Source records:

------------------------------------------------

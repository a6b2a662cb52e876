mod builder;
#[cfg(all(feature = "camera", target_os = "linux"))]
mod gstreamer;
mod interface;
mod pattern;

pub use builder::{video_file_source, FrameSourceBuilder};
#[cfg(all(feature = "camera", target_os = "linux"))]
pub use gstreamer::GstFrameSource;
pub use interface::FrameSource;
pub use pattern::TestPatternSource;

------------------------------------------------

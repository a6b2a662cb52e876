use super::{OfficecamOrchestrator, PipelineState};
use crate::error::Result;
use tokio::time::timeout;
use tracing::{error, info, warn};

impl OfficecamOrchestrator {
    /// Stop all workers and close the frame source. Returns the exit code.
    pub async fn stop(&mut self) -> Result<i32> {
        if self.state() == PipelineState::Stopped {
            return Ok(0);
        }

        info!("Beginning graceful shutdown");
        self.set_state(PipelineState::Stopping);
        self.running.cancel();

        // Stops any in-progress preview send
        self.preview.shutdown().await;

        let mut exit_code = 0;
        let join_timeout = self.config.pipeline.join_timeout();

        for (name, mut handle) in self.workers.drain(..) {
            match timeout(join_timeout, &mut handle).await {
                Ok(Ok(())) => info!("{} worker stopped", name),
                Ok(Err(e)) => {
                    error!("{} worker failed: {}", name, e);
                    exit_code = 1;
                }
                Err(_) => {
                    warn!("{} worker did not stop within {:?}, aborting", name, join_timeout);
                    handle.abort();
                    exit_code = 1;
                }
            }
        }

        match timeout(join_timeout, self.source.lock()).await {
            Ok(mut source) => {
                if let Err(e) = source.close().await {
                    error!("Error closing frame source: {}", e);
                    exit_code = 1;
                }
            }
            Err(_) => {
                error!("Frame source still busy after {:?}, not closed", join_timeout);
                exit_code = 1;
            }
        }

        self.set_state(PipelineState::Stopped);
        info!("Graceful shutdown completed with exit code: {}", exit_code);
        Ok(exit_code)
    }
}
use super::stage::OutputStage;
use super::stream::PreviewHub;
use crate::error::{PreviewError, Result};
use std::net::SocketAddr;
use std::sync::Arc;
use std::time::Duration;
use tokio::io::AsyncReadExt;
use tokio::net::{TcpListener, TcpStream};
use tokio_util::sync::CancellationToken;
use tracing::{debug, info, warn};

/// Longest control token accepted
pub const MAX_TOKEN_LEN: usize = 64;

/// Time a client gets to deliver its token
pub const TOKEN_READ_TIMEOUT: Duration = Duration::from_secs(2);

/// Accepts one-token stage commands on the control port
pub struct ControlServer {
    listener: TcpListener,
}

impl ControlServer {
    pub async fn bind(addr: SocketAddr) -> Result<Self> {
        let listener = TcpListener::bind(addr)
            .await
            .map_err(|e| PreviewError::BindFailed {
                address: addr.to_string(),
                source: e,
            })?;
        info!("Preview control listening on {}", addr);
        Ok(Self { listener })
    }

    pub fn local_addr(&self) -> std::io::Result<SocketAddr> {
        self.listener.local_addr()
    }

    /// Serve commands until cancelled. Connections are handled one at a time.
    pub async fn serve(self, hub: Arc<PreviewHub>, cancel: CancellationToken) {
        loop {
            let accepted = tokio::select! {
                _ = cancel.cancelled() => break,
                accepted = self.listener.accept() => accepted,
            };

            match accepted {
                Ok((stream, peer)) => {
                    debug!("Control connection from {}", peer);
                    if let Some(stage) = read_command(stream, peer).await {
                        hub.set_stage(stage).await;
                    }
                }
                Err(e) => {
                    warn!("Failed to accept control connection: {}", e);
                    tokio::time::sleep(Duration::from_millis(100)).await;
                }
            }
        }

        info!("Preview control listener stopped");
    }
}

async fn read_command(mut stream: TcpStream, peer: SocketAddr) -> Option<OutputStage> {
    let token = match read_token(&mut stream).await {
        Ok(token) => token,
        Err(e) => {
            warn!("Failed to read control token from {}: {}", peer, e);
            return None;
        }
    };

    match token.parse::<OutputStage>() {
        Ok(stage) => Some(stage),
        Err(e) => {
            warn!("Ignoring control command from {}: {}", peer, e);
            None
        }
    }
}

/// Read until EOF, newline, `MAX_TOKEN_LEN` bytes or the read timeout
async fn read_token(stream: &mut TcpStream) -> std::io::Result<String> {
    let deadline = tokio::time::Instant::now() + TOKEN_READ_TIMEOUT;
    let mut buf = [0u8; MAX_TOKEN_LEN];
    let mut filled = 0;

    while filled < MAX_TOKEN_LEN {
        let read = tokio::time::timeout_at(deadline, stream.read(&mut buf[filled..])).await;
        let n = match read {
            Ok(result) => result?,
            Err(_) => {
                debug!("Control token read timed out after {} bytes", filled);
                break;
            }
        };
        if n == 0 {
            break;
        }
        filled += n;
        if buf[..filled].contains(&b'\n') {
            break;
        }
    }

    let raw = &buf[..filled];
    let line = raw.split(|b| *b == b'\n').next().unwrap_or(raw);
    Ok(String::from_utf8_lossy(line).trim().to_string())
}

------------------------------------------------

Go through the entries above and pull out each line with "ControlServer" in it.

pub struct ControlServer {
impl ControlServer {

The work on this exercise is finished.